Breaking the Cycle

Abstract

Despite the striking differences between male and female physiology, female physiology is understudied. In response, the National Institutes of Health is promulgating new policies to increase the use of female organisms in preclinical research. Females are commonly believed to have greater variability than males because of the estrous cycle, but recent studies call this belief into question. Effects of estrous cycling on mean arterial pressure were assessed in female Dahl S rats using telemetry and vaginal cytometry and found that estrous cycling did not affect mean arterial pressure magnitude or variance. Data from the PhysGen arm of the Program for Genomic Applications was used to compare male and female variance and coefficient of variation in 142 heart, lung, vascular, kidney, and blood phenotypes, each measured in hundreds to thousands of individual rats from over 50 inbred strains.
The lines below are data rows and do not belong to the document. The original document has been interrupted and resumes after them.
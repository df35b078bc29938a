use twenty_exec::TwentyError;

use crate::config::ConfigError;

/// Exit codes for CI/automation.
pub const SUCCESS: i32 = 0;
pub const VALIDATION_FAILED: i32 = 2;
pub const RUN_FAILED: i32 = 3;
pub const RUNTIME_ERROR: i32 = 4;

pub fn for_error(err: &TwentyError) -> i32 {
    match err {
        TwentyError::InvalidInput(_) => VALIDATION_FAILED,
        TwentyError::Credentials(_) => RUNTIME_ERROR,
        TwentyError::Request(_) | TwentyError::Decode(_) => RUN_FAILED,
    }
}

/// Bad settings the user supplied are validation failures; anything that
/// breaks while loading or building the client is a runtime error.
pub fn for_config_error(err: &ConfigError) -> i32 {
    match err {
        ConfigError::Retry(_) | ConfigError::ZeroTimeout => VALIDATION_FAILED,
        ConfigError::Read { .. }
        | ConfigError::Parse { .. }
        | ConfigError::Credentials(_)
        | ConfigError::Http(_) => RUNTIME_ERROR,
    }
}
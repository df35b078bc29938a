use crate::cmd::{client_or_exit, invalid_input};
use crate::exit_codes;
use crate::output::print_result;
use crate::{ApiArgs, OutputArgs};

pub async fn search_cmd(
    query: &str,
    object_types: &[String],
    limit: u32,
    output: OutputArgs,
    api: ApiArgs,
) -> i32 {
    let object_types: Vec<String> = object_types
        .iter()
        .map(|t| t.trim().to_string())
        .filter(|t| !t.is_empty())
        .collect();
    if object_types.is_empty() {
        return invalid_input(&output, "at least one object type is required");
    }

    let client = match client_or_exit(&api, &output) {
        Ok(c) => c,
        Err(code) => return code,
    };
    let hits = client.search(query, &object_types, limit).await;
    print_result(output.format, output.quiet, &hits);
    exit_codes::SUCCESS
}
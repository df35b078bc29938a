#![forbid(unsafe_code)]

//! Retry policy engine for Twenty CRM API calls.
//!
//! Everything here is transport-agnostic: failures are normalized into
//! [`retry::AttemptError`] and the engine decides whether, and when, to try again.

pub mod retry;

pub use crate::retry::{
    execute_with_retry, AttemptError, AttemptFailure, RetryConfig, RetryDecision, RetryError,
    Retrier,
};
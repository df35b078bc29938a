use crate::cmd::{client_or_exit, invalid_input, report};
use crate::exit_codes;
use crate::output::print_result;
use crate::utils::{parse_filters, parse_object_arg};
use crate::{ApiArgs, OutputArgs};

pub async fn get_cmd(object: &str, id: &str, output: OutputArgs, api: ApiArgs) -> i32 {
    let client = match client_or_exit(&api, &output) {
        Ok(c) => c,
        Err(code) => return code,
    };
    match client.get(object, id).await {
        Ok(record) => {
            print_result(output.format, output.quiet, &record);
            exit_codes::SUCCESS
        }
        Err(e) => report(&output, &e),
    }
}

pub async fn list_cmd(
    object: &str,
    limit: Option<u32>,
    filters: &[String],
    output: OutputArgs,
    api: ApiArgs,
) -> i32 {
    let filters = match parse_filters(filters) {
        Ok(f) => f,
        Err(e) => return invalid_input(&output, &e),
    };
    let client = match client_or_exit(&api, &output) {
        Ok(c) => c,
        Err(code) => return code,
    };
    match client.list(object, limit, &filters).await {
        Ok(records) => {
            print_result(output.format, output.quiet, &records);
            exit_codes::SUCCESS
        }
        Err(e) => report(&output, &e),
    }
}

pub async fn create_cmd(object: &str, data: &str, output: OutputArgs, api: ApiArgs) -> i32 {
    let body = match parse_object_arg(data) {
        Ok(b) => b,
        Err(e) => return invalid_input(&output, &e),
    };
    let client = match client_or_exit(&api, &output) {
        Ok(c) => c,
        Err(code) => return code,
    };
    match client.create(object, &body).await {
        Ok(record) => {
            print_result(output.format, output.quiet, &record);
            exit_codes::SUCCESS
        }
        Err(e) => report(&output, &e),
    }
}

pub async fn update_cmd(
    object: &str,
    id: &str,
    data: &str,
    output: OutputArgs,
    api: ApiArgs,
) -> i32 {
    let body = match parse_object_arg(data) {
        Ok(b) => b,
        Err(e) => return invalid_input(&output, &e),
    };
    let client = match client_or_exit(&api, &output) {
        Ok(c) => c,
        Err(code) => return code,
    };
    match client.update(object, id, &body).await {
        Ok(record) => {
            print_result(output.format, output.quiet, &record);
            exit_codes::SUCCESS
        }
        Err(e) => report(&output, &e),
    }
}

pub async fn delete_cmd(object: &str, id: &str, output: OutputArgs, api: ApiArgs) -> i32 {
    let client = match client_or_exit(&api, &output) {
        Ok(c) => c,
        Err(code) => return code,
    };
    match client.delete(object, id).await {
        Ok(response) => {
            let result = serde_json::json!({"deleted": true, "id": id, "response": response});
            print_result(output.format, output.quiet, &result);
            exit_codes::SUCCESS
        }
        Err(e) => report(&output, &e),
    }
}
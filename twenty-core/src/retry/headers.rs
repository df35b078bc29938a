use std::time::{Duration, SystemTime};

use httpdate::parse_http_date;

use crate::retry::attempt::AttemptError;

/// Server-requested wait from a `Retry-After` header, if any.
///
/// Accepts delta-seconds or an HTTP-date; dates in the past yield zero.
pub fn extract_retry_after(error: &AttemptError, now: SystemTime) -> Option<Duration> {
    let value = error.header("retry-after")?.trim();

    if let Ok(secs) = value.parse::<u64>() {
        return Some(Duration::from_secs(secs));
    }

    let target = parse_http_date(value).ok()?;
    Some(target.duration_since(now).unwrap_or(Duration::ZERO))
}

#[cfg(test)]
mod tests {
    use super::*;

    #[test]
    fn negative_seconds_are_ignored() {
        let e = AttemptError::from_status(429).with_header("retry-after", "-5");
        assert_eq!(extract_retry_after(&e, SystemTime::now()), None);
    }

    #[test]
    fn garbage_is_ignored() {
        let e = AttemptError::from_status(429).with_header("retry-after", "soon");
        assert_eq!(extract_retry_after(&e, SystemTime::now()), None);
    }

    #[test]
    fn past_date_is_zero() {
        let now = SystemTime::now();
        let past = httpdate::fmt_http_date(now - Duration::from_secs(120));
        let e = AttemptError::from_status(503).with_header("Retry-After", past);
        assert_eq!(extract_retry_after(&e, now), Some(Duration::ZERO));
    }
}
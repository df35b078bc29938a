mod attempt;
mod backoff;
mod classify;
mod config;
mod context;
mod decision;
mod headers;
mod run;

pub use attempt::{AttemptError, AttemptFailure};
pub use backoff::{compute_backoff_delay, compute_backoff_delay_with};
pub use classify::{
    is_retryable, NON_RETRYABLE_STATUS_CODES, RETRYABLE_ERROR_CODES, RETRYABLE_STATUS_CODES,
};
pub use config::{RetryConfig, RetryConfigError};
pub use context::describe_context;
pub use decision::{decide_retry, RetryDecision, RetryReason};
pub use headers::extract_retry_after;
pub use run::{execute_with_retry, RetryError, RetryState, Retrier, Sleeper, TokioSleeper};
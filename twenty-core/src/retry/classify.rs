//! Retryability classification.

use crate::retry::attempt::AttemptError;

pub const RETRYABLE_STATUS_CODES: [u16; 5] = [408, 429, 502, 503, 504];

pub const NON_RETRYABLE_STATUS_CODES: [u16; 6] = [400, 401, 403, 404, 405, 422];

pub const RETRYABLE_ERROR_CODES: [&str; 6] = [
    "ECONNREFUSED",
    "ECONNRESET",
    "ETIMEDOUT",
    "ENOTFOUND",
    "EPIPE",
    "EAI_AGAIN",
];

const TRANSIENT_MESSAGE_HINTS: [&str; 4] = ["timeout", "econnrefused", "socket hang up", "network"];

/// Returns true when the failure looks transient.
///
/// Status codes win over network codes: a 404 that also carries `ECONNRESET`
/// is still a client error. Unknown shapes are not retried, except that a
/// message mentioning e.g. "network" is.
pub fn is_retryable(error: &AttemptError) -> bool {
    if let Some(status) = error.status {
        if NON_RETRYABLE_STATUS_CODES.contains(&status) {
            return false;
        }
        if RETRYABLE_STATUS_CODES.contains(&status) {
            return true;
        }
    }

    if let Some(code) = error.code.as_deref() {
        if RETRYABLE_ERROR_CODES.contains(&code) {
            return true;
        }
    }

    let message = error.message.as_deref().unwrap_or_default().to_lowercase();
    TRANSIENT_MESSAGE_HINTS.iter().any(|hint| message.contains(hint))
}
Seventy-four of 142 phenotypes from this data set demonstrated a sex difference in variance; however, 59% of these phenotypes exhibited greater variance in male rats rather than female. Remarkably, a retrospective power analysis demonstrated that only 16 of 74 differentially variable phenotypes would be detected when using an experimental cohort large enough to detect a difference in magnitude. No overall difference in coefficient of variation between male and female rats was detected when analyzing these 142 phenotypes. We conclude that variability of 142 traits in male and female rats is similar, suggesting that differential treatment of males and females for the purposes of experimental design is unnecessary until proven otherwise, rather than the other way around.